# A few trumpets finished



## TTP GC (Mar 12, 2020)

Cocoblo, redheart,marblewood,bocote,holly,gaboon ebony,cocobolo
Delrin mouth piece, eva lip stop

Reactions: Like 5 | EyeCandy! 5 | Funny 1 | Way Cool 3


----------



## Steve in VA (Mar 12, 2020)

Those look fantastic!

I'd love a tutorial on them if you're so inclined to share and have the time. 
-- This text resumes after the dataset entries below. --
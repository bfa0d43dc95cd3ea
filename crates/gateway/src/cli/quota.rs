//! `concierge quota <user>`: print window usage against resolved limits.

use std::sync::Arc;

use cg_domain::config::Config;
use cg_domain::quota::{Limit, QuotaStatus};

use crate::bootstrap;

fn limit(l: Limit) -> String {
    match l {
        Limit::Unlimited => "∞".into(),
        Limit::Max(n) => n.to_string(),
    }
}

fn line(status: &QuotaStatus) -> String {
    let flag = match (status.ok, status.degraded) {
        (_, true) => "degraded",
        (true, false) => "ok",
        (false, false) => "EXCEEDED",
    };
    format!(
        "{:<48} rpm {}/{}  rpd {}/{}  tpm {}/{}  tpd {}/{}  {flag}",
        status.model,
        status.used.rpm,
        limit(status.limits.rpm),
        status.used.rpd,
        limit(status.limits.rpd),
        status.used.tpm,
        limit(status.limits.tpm),
        status.used.tpd,
        limit(status.limits.tpd),
    )
}

pub async fn run(config: Arc<Config>, user: &str, model: Option<&str>) -> anyhow::Result<()> {
    let state = bootstrap::build_app_state(config).await?;
    match model {
        Some(model) => println!("{}", line(&state.quota.quota_status(user, model).await)),
        None => {
            for status in state.quota.all_quota_statuses(user).await.values() {
                println!("{}", line(status));
            }
        }
    }
    Ok(())
}

#[cfg(test)]
mod tests {
    use super::*;
    use cg_domain::quota::{QuotaPolicy, QuotaUsed};

    #[test]
    fn line_shows_unlimited_and_state() {
        let status = QuotaStatus {
            model: "compound-beta".into(),
            limits: QuotaPolicy::new(Limit::Max(15), Limit::Max(200), Limit::Max(70_000), Limit::Unlimited),
            used: QuotaUsed { rpm: 15, ..Default::default() },
            ok: false,
            degraded: false,
        };
        let out = line(&status);
        assert!(out.contains("rpm 15/15"));
        assert!(out.contains("tpd 0/∞"));
        assert!(out.ends_with("EXCEEDED"));
    }
}
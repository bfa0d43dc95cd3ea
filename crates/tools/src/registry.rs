//! Tool registry: name → callable tool.

use std::collections::HashMap;
use std::sync::Arc;

use cg_domain::error::{Error, Result};
use cg_domain::tool::ToolDefinition;
use serde_json::Value;

use crate::calculator::CalculatorTool;
use crate::weather::WeatherTool;

// ━━━━━━━━━━━━━━━━━━━━━━━━━━━━━━━━━━━━━━━━━━━━━━━━━━━━━━━━━━━━━━━━━━
// Tool trait
// ━━━━━━━━━━━━━━━━━━━━━━━━━━━━━━━━━━━━━━━━━━━━━━━━━━━━━━━━━━━━━━━━━━

/// A callable tool.
///
/// `call` returns the observation text handed back to the agent. Failures
/// the model can learn from (bad arithmetic, unknown city) are observations,
/// not errors; `Err` is reserved for arguments that do not match the schema.
#[async_trait::async_trait]
pub trait Tool: Send + Sync {
    fn definition(&self) -> ToolDefinition;
    async fn call(&self, args: Value) -> Result<String>;
}

/// Pull a required string argument out of a tool-call payload.
pub(crate) fn required_str<'a>(tool: &str, args: &'a Value, field: &str) -> Result<&'a str> {
    args.get(field)
        .and_then(Value::as_str)
        .ok_or_else(|| Error::Tool {
            tool: tool.into(),
            message: format!("missing string argument '{field}'"),
        })
}

// ━━━━━━━━━━━━━━━━━━━━━━━━━━━━━━━━━━━━━━━━━━━━━━━━━━━━━━━━━━━━━━━━━━
// ToolRegistry
// ━━━━━━━━━━━━━━━━━━━━━━━━━━━━━━━━━━━━━━━━━━━━━━━━━━━━━━━━━━━━━━━━━━

/// Registry of tools, keyed by name.
#[derive(Default, Clone)]
pub struct ToolRegistry {
    tools: HashMap<String, Arc<dyn Tool>>,
}

impl ToolRegistry {
    pub fn new() -> Self {
        Self::default()
    }

    /// Register a tool. Returns self for chaining.
    pub fn register(mut self, tool: Arc<dyn Tool>) -> Self {
        let name = tool.definition().name;
        self.tools.insert(name, tool);
        self
    }

    /// All tool definitions, sorted by name.
    pub fn list(&self) -> Vec<ToolDefinition> {
        let mut v: Vec<_> = self.tools.values().map(|t| t.definition()).collect();
        v.sort_by(|a, b| a.name.cmp(&b.name));
        v
    }

    pub fn get(&self, name: &str) -> Option<&Arc<dyn Tool>> {
        self.tools.get(name)
    }

    /// Call a tool by name.
    pub async fn call(&self, name: &str, args: Value) -> Result<String> {
        let tool = self.tools.get(name).ok_or_else(|| Error::Tool {
            tool: name.into(),
            message: "unknown tool".into(),
        })?;
        tracing::debug!(tool = %name, "calling tool");
        tool.call(args).await
    }

    pub fn len(&self) -> usize {
        self.tools.len()
    }

    pub fn is_empty(&self) -> bool {
        self.tools.is_empty()
    }
}

/// The registry with every built-in tool.
pub fn builtin_registry() -> ToolRegistry {
    ToolRegistry::new()
        .register(Arc::new(CalculatorTool))
        .register(Arc::new(WeatherTool))
}
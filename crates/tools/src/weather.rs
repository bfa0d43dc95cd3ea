use cg_domain::error::Result;
use cg_domain::tool::ToolDefinition;
use serde_json::{json, Value};

use crate::registry::{required_str, Tool};

pub const NOT_FOUND: &str = "City not found";

const REPORTS: &[(&str, &str)] = &[
    ("Paris", "20°C, Sunny"),
    ("Lyon", "22°C, Cloudy"),
    ("Marseille", "25°C, Clear"),
];

/// Canned report for `city`, matched case-insensitively.
pub fn report_for(city: &str) -> Option<&'static str> {
    let city = city.trim();
    REPORTS
        .iter()
        .find(|(name, _)| name.eq_ignore_ascii_case(city))
        .map(|(_, report)| *report)
}

pub struct WeatherTool;

#[async_trait::async_trait]
impl Tool for WeatherTool {
    fn definition(&self) -> ToolDefinition {
        ToolDefinition {
            name: "weather".into(),
            description: "Get the current weather for a given city".into(),
            parameters: json!({
                "type": "object",
                "properties": {
                    "city": { "type": "string", "description": "The city name" }
                },
                "required": ["city"]
            }),
        }
    }

    async fn call(&self, args: Value) -> Result<String> {
        let city = required_str("weather", &args, "city")?;
        Ok(report_for(city).unwrap_or(NOT_FOUND).to_string())
    }
}

#[cfg(test)]
mod tests {
    use super::*;

    #[test]
    fn known_cities() {
        assert_eq!(report_for("Paris"), Some("20°C, Sunny"));
        assert_eq!(report_for(" lyon "), Some("22°C, Cloudy"));
        assert_eq!(report_for("Berlin"), None);
    }

    #[tokio::test]
    async fn unknown_city_is_an_observation() {
        let out = WeatherTool.call(json!({"city": "Atlantis"})).await.unwrap();
        assert_eq!(out, NOT_FOUND);
    }
}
I've got a couple of wing bones I've been holding onto with the hopes of making one. Then it would be on to figuring out how to play it well!!!

Reactions: Agree 1


----------



## Nature Man (Mar 12, 2020)

Impeccable line up! So many great woods! Chuck


----------



## CWS (Mar 13, 2020)

Awesome!


----------



## Wildthings (Mar 13, 2020)

That lineup is awesome but my eye keeps stopping on that holly one WOW and I'm a figured wood kinda guy!!

Reactions: Agree 1


----------



## Eric Rorabaugh (Mar 13, 2020)

That holly and ebony are my favorites. Nice job


----------



## myingling (Mar 13, 2020)

Nice ,, wish I could run them things I would build a few

Reactions: Agree 1


----------



## FLQuacker (Mar 13, 2020)

Nice lookn trumpets. They're a little easier to run for me than a wingbone. Probably because of the air hole size. 3/32" usually, wingbones are a lot bigger. My personal challenge this year is to jake gobble one in on a wingbone!

Reactions: Like 2


----------